> [Input data]:
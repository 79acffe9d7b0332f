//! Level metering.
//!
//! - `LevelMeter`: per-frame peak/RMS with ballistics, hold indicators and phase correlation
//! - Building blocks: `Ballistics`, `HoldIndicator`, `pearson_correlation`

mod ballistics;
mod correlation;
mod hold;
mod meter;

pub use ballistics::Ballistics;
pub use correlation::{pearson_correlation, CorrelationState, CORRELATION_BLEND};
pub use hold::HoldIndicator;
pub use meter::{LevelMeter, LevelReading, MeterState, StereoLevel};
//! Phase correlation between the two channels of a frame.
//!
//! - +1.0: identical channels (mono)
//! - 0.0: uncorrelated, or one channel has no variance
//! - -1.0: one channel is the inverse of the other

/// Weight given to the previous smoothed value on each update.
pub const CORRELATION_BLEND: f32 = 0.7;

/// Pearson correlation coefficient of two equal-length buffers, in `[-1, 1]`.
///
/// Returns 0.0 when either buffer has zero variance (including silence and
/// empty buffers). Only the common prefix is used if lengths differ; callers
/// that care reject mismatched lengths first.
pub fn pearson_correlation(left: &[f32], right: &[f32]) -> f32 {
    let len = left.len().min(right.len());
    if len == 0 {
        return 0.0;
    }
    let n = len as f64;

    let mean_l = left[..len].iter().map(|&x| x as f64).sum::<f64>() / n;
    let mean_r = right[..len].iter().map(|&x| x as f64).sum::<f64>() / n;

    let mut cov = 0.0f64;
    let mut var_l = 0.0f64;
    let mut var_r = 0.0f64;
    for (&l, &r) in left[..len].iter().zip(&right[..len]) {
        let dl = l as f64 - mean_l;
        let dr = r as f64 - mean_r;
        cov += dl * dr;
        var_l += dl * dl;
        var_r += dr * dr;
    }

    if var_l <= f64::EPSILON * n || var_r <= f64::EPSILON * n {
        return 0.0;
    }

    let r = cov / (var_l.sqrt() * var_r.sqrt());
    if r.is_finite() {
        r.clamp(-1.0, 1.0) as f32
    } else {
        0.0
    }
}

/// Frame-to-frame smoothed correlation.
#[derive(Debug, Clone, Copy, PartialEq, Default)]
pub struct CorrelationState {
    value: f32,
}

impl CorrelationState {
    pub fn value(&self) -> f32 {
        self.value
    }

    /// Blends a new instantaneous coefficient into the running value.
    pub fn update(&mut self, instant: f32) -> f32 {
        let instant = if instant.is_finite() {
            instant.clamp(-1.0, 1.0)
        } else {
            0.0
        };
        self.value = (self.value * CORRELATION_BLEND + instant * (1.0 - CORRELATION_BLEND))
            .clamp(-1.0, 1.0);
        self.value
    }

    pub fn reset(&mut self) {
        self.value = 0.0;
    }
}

--

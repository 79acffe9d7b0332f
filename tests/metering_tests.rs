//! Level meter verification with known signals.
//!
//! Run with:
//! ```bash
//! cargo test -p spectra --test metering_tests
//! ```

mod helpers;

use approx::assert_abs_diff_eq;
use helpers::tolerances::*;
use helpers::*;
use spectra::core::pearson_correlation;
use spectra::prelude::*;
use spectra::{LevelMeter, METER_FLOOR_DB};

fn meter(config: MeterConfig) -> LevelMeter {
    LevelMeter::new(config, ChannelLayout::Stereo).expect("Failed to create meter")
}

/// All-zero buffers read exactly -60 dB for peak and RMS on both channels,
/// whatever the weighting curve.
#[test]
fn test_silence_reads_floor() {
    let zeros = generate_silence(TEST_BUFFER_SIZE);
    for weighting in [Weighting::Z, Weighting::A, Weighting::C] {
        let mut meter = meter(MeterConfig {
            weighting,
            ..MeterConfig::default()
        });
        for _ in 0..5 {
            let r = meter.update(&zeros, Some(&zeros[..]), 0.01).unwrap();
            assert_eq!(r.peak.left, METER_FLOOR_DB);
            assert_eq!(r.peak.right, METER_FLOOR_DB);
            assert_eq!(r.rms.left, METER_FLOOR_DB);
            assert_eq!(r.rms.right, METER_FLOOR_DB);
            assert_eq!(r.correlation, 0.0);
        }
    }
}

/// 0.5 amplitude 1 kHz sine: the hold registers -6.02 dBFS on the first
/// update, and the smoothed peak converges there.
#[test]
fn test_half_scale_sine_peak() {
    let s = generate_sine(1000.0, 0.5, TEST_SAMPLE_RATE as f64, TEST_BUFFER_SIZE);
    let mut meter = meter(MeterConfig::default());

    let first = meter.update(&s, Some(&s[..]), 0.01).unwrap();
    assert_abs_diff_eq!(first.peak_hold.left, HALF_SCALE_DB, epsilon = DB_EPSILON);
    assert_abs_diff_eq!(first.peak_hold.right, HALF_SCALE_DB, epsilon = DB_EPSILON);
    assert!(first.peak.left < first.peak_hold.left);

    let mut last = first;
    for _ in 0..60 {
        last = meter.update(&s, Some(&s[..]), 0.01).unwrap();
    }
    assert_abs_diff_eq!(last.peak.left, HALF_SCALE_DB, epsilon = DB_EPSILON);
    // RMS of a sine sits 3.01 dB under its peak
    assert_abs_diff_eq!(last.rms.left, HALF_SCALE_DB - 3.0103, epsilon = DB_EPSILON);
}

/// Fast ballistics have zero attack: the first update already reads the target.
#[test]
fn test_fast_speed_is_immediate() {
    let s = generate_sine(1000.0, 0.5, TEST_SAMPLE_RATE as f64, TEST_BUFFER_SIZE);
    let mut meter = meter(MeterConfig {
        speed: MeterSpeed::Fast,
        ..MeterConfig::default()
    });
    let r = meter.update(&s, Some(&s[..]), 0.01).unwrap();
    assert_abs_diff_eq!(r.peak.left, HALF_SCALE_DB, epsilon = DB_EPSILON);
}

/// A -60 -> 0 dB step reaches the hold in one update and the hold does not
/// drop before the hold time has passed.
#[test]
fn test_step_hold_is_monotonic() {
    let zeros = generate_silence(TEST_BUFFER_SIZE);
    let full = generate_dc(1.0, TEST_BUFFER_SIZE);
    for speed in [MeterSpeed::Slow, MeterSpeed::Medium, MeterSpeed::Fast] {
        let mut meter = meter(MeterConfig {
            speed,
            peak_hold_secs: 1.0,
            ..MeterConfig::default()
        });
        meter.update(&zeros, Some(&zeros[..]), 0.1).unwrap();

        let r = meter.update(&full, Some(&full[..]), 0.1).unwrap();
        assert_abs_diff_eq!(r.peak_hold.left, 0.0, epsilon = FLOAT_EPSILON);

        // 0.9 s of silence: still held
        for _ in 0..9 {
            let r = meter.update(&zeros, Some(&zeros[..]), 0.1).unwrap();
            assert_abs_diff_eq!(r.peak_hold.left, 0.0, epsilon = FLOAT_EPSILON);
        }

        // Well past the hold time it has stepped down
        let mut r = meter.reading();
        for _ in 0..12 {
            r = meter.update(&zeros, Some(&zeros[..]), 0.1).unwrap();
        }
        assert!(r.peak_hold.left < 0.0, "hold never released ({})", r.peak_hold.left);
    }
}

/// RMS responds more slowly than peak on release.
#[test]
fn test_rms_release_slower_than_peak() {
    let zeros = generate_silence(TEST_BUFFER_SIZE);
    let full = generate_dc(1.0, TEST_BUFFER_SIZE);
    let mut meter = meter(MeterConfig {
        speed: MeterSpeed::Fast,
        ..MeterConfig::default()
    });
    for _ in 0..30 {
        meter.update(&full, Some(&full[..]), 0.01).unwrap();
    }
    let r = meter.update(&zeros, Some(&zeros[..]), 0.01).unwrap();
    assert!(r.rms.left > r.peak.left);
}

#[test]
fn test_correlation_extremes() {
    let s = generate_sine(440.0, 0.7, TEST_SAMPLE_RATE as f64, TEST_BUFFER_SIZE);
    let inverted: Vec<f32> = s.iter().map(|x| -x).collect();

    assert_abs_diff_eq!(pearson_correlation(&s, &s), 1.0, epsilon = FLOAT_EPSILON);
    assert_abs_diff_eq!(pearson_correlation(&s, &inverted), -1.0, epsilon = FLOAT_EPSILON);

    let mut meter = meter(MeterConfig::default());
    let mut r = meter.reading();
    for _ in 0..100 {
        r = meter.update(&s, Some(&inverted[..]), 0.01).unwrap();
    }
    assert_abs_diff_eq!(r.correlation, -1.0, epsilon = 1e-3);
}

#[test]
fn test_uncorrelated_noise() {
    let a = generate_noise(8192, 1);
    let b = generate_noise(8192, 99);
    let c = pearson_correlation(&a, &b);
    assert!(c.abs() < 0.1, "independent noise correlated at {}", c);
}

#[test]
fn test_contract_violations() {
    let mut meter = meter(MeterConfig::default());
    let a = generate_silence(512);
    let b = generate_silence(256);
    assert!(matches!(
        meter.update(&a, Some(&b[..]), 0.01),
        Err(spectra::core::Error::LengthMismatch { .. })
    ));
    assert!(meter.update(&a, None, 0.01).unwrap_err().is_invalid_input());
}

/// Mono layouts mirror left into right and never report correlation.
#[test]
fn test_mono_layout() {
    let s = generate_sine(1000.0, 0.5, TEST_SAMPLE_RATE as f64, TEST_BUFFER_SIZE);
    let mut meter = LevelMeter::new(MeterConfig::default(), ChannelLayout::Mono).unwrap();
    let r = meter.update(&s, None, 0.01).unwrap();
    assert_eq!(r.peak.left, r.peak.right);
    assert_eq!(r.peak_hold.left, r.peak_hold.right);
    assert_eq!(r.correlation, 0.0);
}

> [Instructions to follow]: Select the lines in this material that hold the word "self", leaving none out.

> [Finished task]:
    pub fn value(&self) -> f32 {
        self.value
    pub fn update(&mut self, instant: f32) -> f32 {
        self.value = (self.value * CORRELATION_BLEND + instant * (1.0 - CORRELATION_BLEND))
        self.value
    pub fn reset(&mut self) {
        self.value = 0.0;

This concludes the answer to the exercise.